Olympiasieger nimmt Pechstein in die Pflicht

Das gehört zu den Aufgaben, die er weniger mag. André Hoffmann sitzt mit leicht zugekniffenen Augen vor dem Computer und wirkt angestrengt. Doch die Information, die das Gerät über den Drucker ausspuckt, ist ihm wichtig. Schwarz auf weiß steht es da. Der Eislaufverein Dresden war bei der deutschen Nachwuchsmeisterschaft im Eisschnelllauf so erfolgreich wie kein anderer.
Von 28 möglichen Medaillen in vier Altersklassen gingen neun nach Dresden – von jeder Farbe drei. Das ist keine überraschende Ausbeute, sondern das Ergebnis einer stetigen Entwicklung. Der Landesstützpunkt liegt nun bereits in der dritten Saison vor den drei nationalen Zentren Berlin, Erfurt und Inzell. Dresden bildet gemeinsam mit Chemnitz einen Nachwuchs-Bundesstützpunkt, dessen Zukunft über 2020 hinaus jedoch offen ist. Das offenbart das Dilemma.
In Dresden trainieren härtet ab
Die Vermutung liegt nah: In Dresden muss irgendetwas anders laufen. Aber was? Heike Reinwarth winkt ab: „Das ist ein bisschen DDR-Ausbildung plus holländische Elemente“, sagt die Dresdner Nachwuchstrainerin. Die Athleten in den Niederlanden bestimmen seit Jahrzehnten die Weltspitze. Was genau die holländischen Elemente sind, deutet sie allenfalls an. „Das bezieht sich aufs Sprungtraining. Aber warum solche Dinge verraten? Die anderen helfen uns auch nicht“, sagt Reinwarth.

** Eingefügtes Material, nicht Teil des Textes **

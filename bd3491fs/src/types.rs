//! Typed values for the BD3491FS controls.
//!
//! Each enum converts into the raw register code it stands for, so it can be
//! passed straight to the driver setters.

use crate::registers::{I2C_ADDR_ALT, I2C_ADDR_DEFAULT};

/// Input pair selection for [`Bd3491fs::set_active_input`](crate::Bd3491fs::set_active_input).
///
/// | `Input`  | Input pair       |
/// |----------|------------------|
/// | `A`      | Inputs A1 and A2 |
/// | `B`      | Inputs B1 and B2 |
/// | `C`      | Inputs C1 and C2 |
/// | `D`      | Inputs D1 and D2 |
/// | `E`      | Inputs E1 and E2 |
/// | `F`      | Inputs F1 and F2 |
/// | `Short`  | Inputs shorted   |
/// | `Mute`   | All inputs muted |
#[derive(Debug, Clone, Copy, PartialEq, Eq, Hash)]
#[cfg_attr(feature = "defmt", derive(defmt::Format))]
#[repr(u8)]
pub enum Input {
    /// Inputs A1 and A2.
    A = 0x00,
    /// Inputs B1 and B2.
    B = 0x01,
    /// Inputs C1 and C2.
    C = 0x02,
    /// Inputs D1 and D2.
    D = 0x03,
    /// Inputs E1 and E2.
    E = 0x04,
    /// Inputs shorted together.
    Short = 0x05,
    /// Inputs F1 and F2.
    F = 0x06,
    /// All inputs muted.
    Mute = 0x07,
}

impl Input {
    /// Decode the low three bits of a selector value. Higher bits are ignored.
    pub const fn from_bits(bits: u8) -> Self {
        match bits & 0b111 {
            0x00 => Self::A,
            0x01 => Self::B,
            0x02 => Self::C,
            0x03 => Self::D,
            0x04 => Self::E,
            0x05 => Self::Short,
            0x06 => Self::F,
            _ => Self::Mute,
        }
    }
}

impl From<Input> for u8 {
    fn from(input: Input) -> Self {
        input as u8
    }
}

/// Input gain steps.
///
/// The register codes are not linear in dB: codes 5, 7 and 9 are unused.
#[derive(Debug, Clone, Copy, PartialEq, Eq, Hash)]
#[cfg_attr(feature = "defmt", derive(defmt::Format))]
#[repr(u8)]
pub enum InputGain {
    /// 0 dB.
    Db0 = 0x00,
    /// +2 dB.
    Db2 = 0x01,
    /// +4 dB.
    Db4 = 0x02,
    /// +6 dB.
    Db6 = 0x03,
    /// +8 dB.
    Db8 = 0x04,
    /// +12 dB.
    Db12 = 0x06,
    /// +16 dB.
    Db16 = 0x08,
    /// +20 dB.
    Db20 = 0x0A,
}

impl InputGain {
    /// Gain in dB.
    pub const fn db(self) -> u8 {
        match self {
            Self::Db0 => 0,
            Self::Db2 => 2,
            Self::Db4 => 4,
            Self::Db6 => 6,
            Self::Db8 => 8,
            Self::Db12 => 12,
            Self::Db16 => 16,
            Self::Db20 => 20,
        }
    }
}

impl From<InputGain> for u8 {
    fn from(gain: InputGain) -> Self {
        gain as u8
    }
}

impl TryFrom<u8> for InputGain {
    type Error = u8;

    /// Decode a register code, returning the code back if it is not a legal step.
    fn try_from(code: u8) -> Result<Self, Self::Error> {
        match code {
            0x00 => Ok(Self::Db0),
            0x01 => Ok(Self::Db2),
            0x02 => Ok(Self::Db4),
            0x03 => Ok(Self::Db6),
            0x04 => Ok(Self::Db8),
            0x06 => Ok(Self::Db12),
            0x08 => Ok(Self::Db16),
            0x0A => Ok(Self::Db20),
            other => Err(other),
        }
    }
}

/// Bass and treble gain steps.
///
/// Whether the step boosts or cuts is chosen separately with
/// [`set_bass_gain_cut`](crate::Bd3491fs::set_bass_gain_cut) /
/// [`set_treble_gain_cut`](crate::Bd3491fs::set_treble_gain_cut).
#[derive(Debug, Clone, Copy, PartialEq, Eq, Hash)]
#[cfg_attr(feature = "defmt", derive(defmt::Format))]
#[repr(u8)]
pub enum ToneGain {
    /// 0 dB.
    Db0 = 0x00,
    /// 2 dB.
    Db2 = 0x01,
    /// 4 dB.
    Db4 = 0x02,
    /// 6 dB.
    Db6 = 0x03,
    /// 8 dB.
    Db8 = 0x04,
    /// 12 dB.
    Db12 = 0x06,
    /// 14 dB.
    Db14 = 0x07,
}

impl ToneGain {
    /// Gain in dB.
    pub const fn db(self) -> u8 {
        match self {
            Self::Db0 => 0,
            Self::Db2 => 2,
            Self::Db4 => 4,
            Self::Db6 => 6,
            Self::Db8 => 8,
            Self::Db12 => 12,
            Self::Db14 => 14,
        }
    }
}

impl From<ToneGain> for u8 {
    fn from(gain: ToneGain) -> Self {
        gain as u8
    }
}

impl TryFrom<u8> for ToneGain {
    type Error = u8;

    fn try_from(code: u8) -> Result<Self, Self::Error> {
        match code {
            0x00 => Ok(Self::Db0),
            0x01 => Ok(Self::Db2),
            0x02 => Ok(Self::Db4),
            0x03 => Ok(Self::Db6),
            0x04 => Ok(Self::Db8),
            0x06 => Ok(Self::Db12),
            0x07 => Ok(Self::Db14),
            other => Err(other),
        }
    }
}

/// Strapping of the address-select pin.
#[derive(Debug, Clone, Copy, PartialEq, Eq, Default)]
#[cfg_attr(feature = "defmt", derive(defmt::Format))]
pub enum AddressPin {
    /// Pin high or left open: address 0x41.
    #[default]
    Vcc,
    /// Pin strapped to ground: address 0x40.
    Ground,
}

impl AddressPin {
    /// 7-bit I2C address for this strapping.
    pub const fn address(self) -> u8 {
        match self {
            Self::Vcc => I2C_ADDR_DEFAULT,
            Self::Ground => I2C_ADDR_ALT,
        }
    }
}

#[cfg(test)]
mod tests {
    use super::*;
    use crate::registers::{INPUT_GAIN_CODES, TONE_GAIN_CODES};

    #[test]
    fn input_codes_match_selector_values() {
        assert_eq!(u8::from(Input::C), 0x02);
        assert_eq!(u8::from(Input::F), 0x06);
        assert_eq!(u8::from(Input::Short), 0x05);
        assert_eq!(u8::from(Input::Mute), 0x07);
    }

    #[test]
    fn every_selector_code_decodes() {
        for code in 0..8u8 {
            assert_eq!(u8::from(Input::from_bits(code)), code);
        }
    }

    #[test]
    fn selector_decode_ignores_high_bits() {
        for bits in 0..=u8::MAX {
            assert_eq!(u8::from(Input::from_bits(bits)), bits & 0b111);
        }
        assert_eq!(Input::from_bits(0xFA), Input::C);
        assert_eq!(Input::from_bits(0x08), Input::A);
    }

    #[test]
    fn input_gain_decodes_exactly_the_allow_list() {
        for code in 0..16u8 {
            assert_eq!(InputGain::try_from(code).is_ok(), INPUT_GAIN_CODES.contains(&code));
        }
        assert_eq!(InputGain::try_from(5), Err(5));
        assert_eq!(InputGain::try_from(0x0A), Ok(InputGain::Db20));
        assert_eq!(InputGain::Db12.db(), 12);
    }

    #[test]
    fn tone_gain_decodes_exactly_the_allow_list() {
        for code in 0..8u8 {
            assert_eq!(ToneGain::try_from(code).is_ok(), TONE_GAIN_CODES.contains(&code));
        }
        assert_eq!(ToneGain::try_from(7).map(ToneGain::db), Ok(14));
    }

    #[test]
    fn address_pin_strapping() {
        assert_eq!(AddressPin::default().address(), 0x41);
        assert_eq!(AddressPin::Ground.address(), 0x40);
    }
}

Mit „den anderen“ sind die deutschen Bundesstützpunkte und auch die Verbandsspitze in der Deutschen Eisschnelllauf-Gemeinschaft gemeint. Dass man offenbar Geheimnisse voreinander hat, sagt viel über die derzeitige Gemengelage im Eisschnelllauf. Die Trainerriege in Dresden um den Olympiasieger von 1988 über 1.500 Meter, André Hoffmann, fühlt sich in ihrer Arbeit eher behindert als unterstützt.

Auf der einzigen 333-Meter-Freiluftbahn Deutschlands werden seit Jahren Talente für die deutsche Juniorenspitze ausgebildet. Das Oval im Sportpark Ostra ist damit 67 Meter kürzer als die üblichen 400-Meter-Bahnen. Aber gerade die erschwerten Bedingungen erfordern besonderes Feingefühl – und auch Härte. „Unsere Athleten sind Huckel auf der Bahn gewohnt, die stürzen nicht so leicht“, sagt Heike Reinwarth. Das Freilufttraining von Mitte Oktober bis Mitte März ist eine harte, aber gute Schule. „Das sind jedenfalls keine Laborbedingungen“, sagt Hoffmann.

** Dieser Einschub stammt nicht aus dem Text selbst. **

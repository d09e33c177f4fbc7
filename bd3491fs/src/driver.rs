//! BD3491FS audio processor driver.
//!
//! The driver is generic over any [`embedded_hal::i2c::I2c`] and
//! [`embedded_hal::delay::DelayNs`] implementation. The delay is used only
//! while polling for reset completion.
//!
//! Every setter validates its value against the register map before touching
//! the bus. Fields narrower than a byte are then written with a
//! read-modify-write so that neighbouring fields are preserved. Getters return the raw field contents
//! without re-validating them.
//!
//! # Example
//!
//! ```ignore
//! let mut dsp = Bd3491fs::new(i2c, delay);
//! dsp.reset()?;
//! dsp.set_active_input(Input::B)?;
//! dsp.set_input_gain(InputGain::Db6)?;
//! dsp.set_channel_1_gain(20)?;
//! dsp.set_channel_2_gain(20)?;
//! dsp.set_bass_gain(ToneGain::Db4)?;
//! dsp.set_bass_gain_cut(false)?;
//! ```

use embedded_hal::delay::DelayNs;
use embedded_hal::i2c::I2c;

use crate::config::Config;
use crate::error::Error;
use crate::registers::{self as reg, Field};
use crate::types::Input;

// ── Driver struct ──────────────────────────────────────────────────────────

/// BD3491FS audio processor driver.
///
/// Construction performs no bus traffic; call [`reset`](Self::reset) to put
/// the chip into a known state.
pub struct Bd3491fs<I2C, D> {
    i2c: I2C,
    delay: D,
    config: Config,
}

impl<I2C, D> Bd3491fs<I2C, D>
where
    I2C: I2c,
    D: DelayNs,
{
    /// Default I2C address (address-select pin high).
    pub const DEFAULT_ADDRESS: u8 = reg::I2C_ADDR_DEFAULT;

    /// Alternate I2C address (address-select pin grounded).
    pub const ALT_ADDRESS: u8 = reg::I2C_ADDR_ALT;

    /// Create a new driver with the default I2C address (0x41).
    pub fn new(i2c: I2C, delay: D) -> Self {
        Self::with_config(i2c, delay, Config::default())
    }

    /// Create a new driver with a specific I2C address.
    pub fn new_with_address(i2c: I2C, delay: D, address: u8) -> Self {
        Self::with_config(i2c, delay, Config::new(address))
    }

    /// Create a new driver from a full [`Config`].
    pub fn with_config(i2c: I2C, delay: D, config: Config) -> Self {
        Self { i2c, delay, config }
    }

    /// I2C address the driver talks to.
    pub fn address(&self) -> u8 {
        self.config.address
    }

    /// Active configuration.
    pub fn config(&self) -> &Config {
        &self.config
    }

    // ── Low-level I2C helpers ──────────────────────────────────────────

    /// Write a byte to a register.
    pub fn write_register(&mut self, register: u8, value: u8) -> Result<(), I2C::Error> {
        #[cfg(feature = "defmt")]
        defmt::trace!("BD3491FS write {=u8:#x} <- {=u8:#x}", register, value);
        self.i2c.write(self.config.address, &[register, value])
    }

    /// Read a byte from a register.
    pub fn read_register(&mut self, register: u8) -> Result<u8, I2C::Error> {
        let mut buf = [0u8; 1];
        self.i2c
            .write_read(self.config.address, &[register], &mut buf)?;
        #[cfg(feature = "defmt")]
        defmt::trace!("BD3491FS read {=u8:#x} -> {=u8:#x}", register, buf[0]);
        Ok(buf[0])
    }

    /// Read-modify-write: `new = (current & !mask) | (value & mask)`.
    fn modify(&mut self, register: u8, value: u8, mask: u8) -> Result<u8, I2C::Error> {
        let current = self.read_register(register)?;
        let new_val = (current & !mask) | (value & mask);
        self.write_register(register, new_val)?;
        Ok(new_val)
    }

    // ── Field access ───────────────────────────────────────────────────

    /// Read the raw contents of a field.
    pub fn read_field(&mut self, field: Field) -> Result<u8, Error<I2C::Error>> {
        let value = self.read_register(field.register())?;
        Ok(field.extract(value))
    }

    /// Validate `value` against `field` and write it.
    ///
    /// Rejected values return [`Error::InvalidArgument`] and read-only fields
    /// return [`Error::ReadOnly`], both without any bus traffic. Fields that
    /// span the whole register are written directly; narrower fields go
    /// through a read-modify-write that leaves the other bits untouched.
    pub fn write_field(&mut self, field: Field, value: u8) -> Result<(), Error<I2C::Error>> {
        if !field.is_writable() {
            return Err(Error::ReadOnly {
                register: field.register(),
            });
        }
        if !field.accepts(value) {
            #[cfg(feature = "defmt")]
            defmt::debug!(
                "BD3491FS rejected {=u8} for register {=u8:#x}",
                value,
                field.register()
            );
            return Err(Error::InvalidArgument {
                register: field.register(),
                value,
            });
        }

        if field.mask() == 0xFF {
            self.write_register(field.register(), value)?;
        } else {
            self.modify(field.register(), field.insert(0, value), field.mask())?;
        }
        Ok(())
    }

    /// Read a single-bit field.
    pub fn read_flag(&mut self, field: Field) -> Result<bool, Error<I2C::Error>> {
        Ok(self.read_field(field)? != 0)
    }

    /// Write a single-bit field.
    pub fn write_flag(&mut self, field: Field, set: bool) -> Result<(), Error<I2C::Error>> {
        self.write_field(field, set as u8)
    }

    // ── Reset ──────────────────────────────────────────────────────────

    /// Reset the chip, restoring all configuration registers to their defaults.
    ///
    /// Writes the reset code to `SYSTEM_RESET`, then polls its busy bit until
    /// it reads clear. Polling stops after [`Config::reset_poll_limit`] reads
    /// with [`Error::ResetTimeout`]; bus errors during polling are returned
    /// immediately.
    pub fn reset(&mut self) -> Result<(), Error<I2C::Error>> {
        #[cfg(feature = "defmt")]
        defmt::debug!("BD3491FS reset");

        self.write_register(reg::REG_SYSTEM_RESET, reg::SYSTEM_RESET_ALL)?;

        for _ in 0..self.config.reset_poll_limit {
            self.delay.delay_us(self.config.reset_poll_interval_us);
            let status = self.read_register(reg::REG_SYSTEM_RESET)?;
            if status & reg::SYSTEM_RESET_BUSY == 0 {
                #[cfg(feature = "defmt")]
                defmt::debug!("BD3491FS reset complete");
                return Ok(());
            }
        }

        #[cfg(feature = "defmt")]
        defmt::warn!(
            "BD3491FS reset did not complete after {=u16} polls",
            self.config.reset_poll_limit
        );
        Err(Error::ResetTimeout)
    }

    // ── Input selection ────────────────────────────────────────────────

    /// Currently selected input pair.
    pub fn active_input(&mut self) -> Result<Input, Error<I2C::Error>> {
        let code = self.read_field(reg::INPUT_SELECTOR)?;
        Ok(Input::from_bits(code))
    }

    /// Select the active input pair. Accepts an [`Input`] or a raw code 0–7.
    pub fn set_active_input(&mut self, input: impl Into<u8>) -> Result<(), Error<I2C::Error>> {
        self.write_field(reg::INPUT_SELECTOR, input.into())
    }

    // ── Input gain ─────────────────────────────────────────────────────

    /// Raw input gain code (see [`InputGain`](crate::InputGain)).
    pub fn input_gain(&mut self) -> Result<u8, Error<I2C::Error>> {
        self.read_field(reg::INPUT_GAIN)
    }

    /// Set the gain applied to all inputs equally.
    ///
    /// Only the codes in [`INPUT_GAIN_CODES`](reg::INPUT_GAIN_CODES) are accepted.
    pub fn set_input_gain(&mut self, gain: impl Into<u8>) -> Result<(), Error<I2C::Error>> {
        self.write_field(reg::INPUT_GAIN, gain.into())
    }

    // ── Channel volume ─────────────────────────────────────────────────

    /// Channel 1 attenuation in dB.
    pub fn channel_1_gain(&mut self) -> Result<u8, Error<I2C::Error>> {
        self.read_field(reg::VOLUME_GAIN_CH1)
    }

    /// Set channel 1 attenuation, 0–87 dB.
    pub fn set_channel_1_gain(&mut self, db: u8) -> Result<(), Error<I2C::Error>> {
        self.write_field(reg::VOLUME_GAIN_CH1, db)
    }

    /// Channel 2 attenuation in dB.
    pub fn channel_2_gain(&mut self) -> Result<u8, Error<I2C::Error>> {
        self.read_field(reg::VOLUME_GAIN_CH2)
    }

    /// Set channel 2 attenuation, 0–87 dB.
    pub fn set_channel_2_gain(&mut self, db: u8) -> Result<(), Error<I2C::Error>> {
        self.write_field(reg::VOLUME_GAIN_CH2, db)
    }

    // ── Tone controls ──────────────────────────────────────────────────

    /// Raw bass gain code (see [`ToneGain`](crate::ToneGain)).
    pub fn bass_gain(&mut self) -> Result<u8, Error<I2C::Error>> {
        self.read_field(reg::BASS_GAIN)
    }

    /// Set the bass gain step.
    pub fn set_bass_gain(&mut self, gain: impl Into<u8>) -> Result<(), Error<I2C::Error>> {
        self.write_field(reg::BASS_GAIN, gain.into())
    }

    /// `true` if the bass gain cuts, `false` if it boosts.
    pub fn bass_gain_cut(&mut self) -> Result<bool, Error<I2C::Error>> {
        self.read_flag(reg::BASS_GAIN_CUT)
    }

    /// Set to `true` to cut the bass by [`bass_gain`](Self::bass_gain), or
    /// `false` to boost it.
    pub fn set_bass_gain_cut(&mut self, cut: bool) -> Result<(), Error<I2C::Error>> {
        self.write_flag(reg::BASS_GAIN_CUT, cut)
    }

    /// Raw treble gain code (see [`ToneGain`](crate::ToneGain)).
    pub fn treble_gain(&mut self) -> Result<u8, Error<I2C::Error>> {
        self.read_field(reg::TREBLE_GAIN)
    }

    /// Set the treble gain step.
    pub fn set_treble_gain(&mut self, gain: impl Into<u8>) -> Result<(), Error<I2C::Error>> {
        self.write_field(reg::TREBLE_GAIN, gain.into())
    }

    /// `true` if the treble gain cuts, `false` if it boosts.
    pub fn treble_gain_cut(&mut self) -> Result<bool, Error<I2C::Error>> {
        self.read_flag(reg::TREBLE_GAIN_CUT)
    }

    /// Set to `true` to cut the treble, `false` to boost it.
    pub fn set_treble_gain_cut(&mut self, cut: bool) -> Result<(), Error<I2C::Error>> {
        self.write_flag(reg::TREBLE_GAIN_CUT, cut)
    }

    // ── Surround ───────────────────────────────────────────────────────

    /// Surround gain (0–15).
    pub fn surround_gain(&mut self) -> Result<u8, Error<I2C::Error>> {
        self.read_field(reg::SURROUND_GAIN)
    }

    /// Set surround gain (0–15).
    pub fn set_surround_gain(&mut self, gain: u8) -> Result<(), Error<I2C::Error>> {
        self.write_field(reg::SURROUND_GAIN, gain)
    }

    /// Whether surround mode is enabled.
    pub fn surround_mode(&mut self) -> Result<bool, Error<I2C::Error>> {
        self.read_flag(reg::SURROUND_MODE)
    }

    /// Enable or disable surround mode.
    pub fn set_surround_mode(&mut self, enabled: bool) -> Result<(), Error<I2C::Error>> {
        self.write_flag(reg::SURROUND_MODE, enabled)
    }

    // ── Test mode ──────────────────────────────────────────────────────

    /// Raw test mode register.
    pub fn test_mode(&mut self) -> Result<u8, Error<I2C::Error>> {
        self.read_field(reg::TEST_MODE)
    }

    /// Write the raw test mode register. Keep at 0 for normal operation.
    pub fn set_test_mode(&mut self, value: u8) -> Result<(), Error<I2C::Error>> {
        self.write_field(reg::TEST_MODE, value)
    }

    // ── Release ────────────────────────────────────────────────────────

    /// Consume the driver and return the I2C bus and delay.
    pub fn release(self) -> (I2C, D) {
        (self.i2c, self.delay)
    }
}

// ── Tests ──────────────────────────────────────────────────────────────────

Doch ihre besten Talente müssen die Dresdner an die Bundesstützpunkte schicken. Wann dafür der richtige Zeitpunkt ist, ist ebenfalls ein Streitpunkt. Der Verband will, dass die Besten vor dem Abitur an die Leistungszentren gehen sollen. Hoffmann meint, es wäre erst danach sinnvoll. „Sie sind mit 16 Jahren als Persönlichkeiten noch nicht so weit, dass sie sich anderswo durchsetzen. Sie brauchen ihre Familie, ihr gewohntes Umfeld“, argumentiert der Coach. So mussten sie die Dresdner Clemens Gawer und Ole Jeske nach Berlin ziehen lassen. Ersterer hat seine hoffnungsvolle Karriere im Vorjahr mit gerade einmal 23 Jahren beendet, Jeske (20) ringt um Anschluss an die deutsche Elite.

Hoffmann und seine Trainerkollegen fragen sich, weshalb ihre Vorarbeit in Berlin nicht fortgesetzt wird. „Wir hatten gute Junioren, die drei Jahre lang vorn in der Weltspitze mitgemischt haben und sogar WM-Medaillen gewinnen konnten. Ich gehe davon aus, dass wir im Nachwuchs gute Arbeit geleistet haben und die Talente dann weiterentwickelt werden. Das ist aber nicht passiert.“ Der Vorwurf steht nun im Raum. „Dass man Talente nur unter Laborbedingungen in der Halle entwickeln kann, ist jedenfalls Quatsch“, findet der 58-jährige. Aber gerade dieses Argument hört er immer wieder vom Verband. „Uns wurde jahrelang signalisiert: Es kommt ja aus dem Juniorenbereich nichts nach. Daran kann es aber nicht liegen.“
Das wirft die Frage nach der internen Kommunikation im Verband auf. Offenbar wird viel zu wenig miteinander geredet, oder der Meinungsaustausch ist eine Einbahnstraße: „Geredet wird gar nicht, uns werden viele Dinge einfach oktruiert“, betont Hoffmann. Den amtierenden Nachwuchs-Bundestrainer Daan Rottier nimmt er von seiner Generalkritik aus. „Aber auch er hat sich bestimmten Sachen zu fügen“.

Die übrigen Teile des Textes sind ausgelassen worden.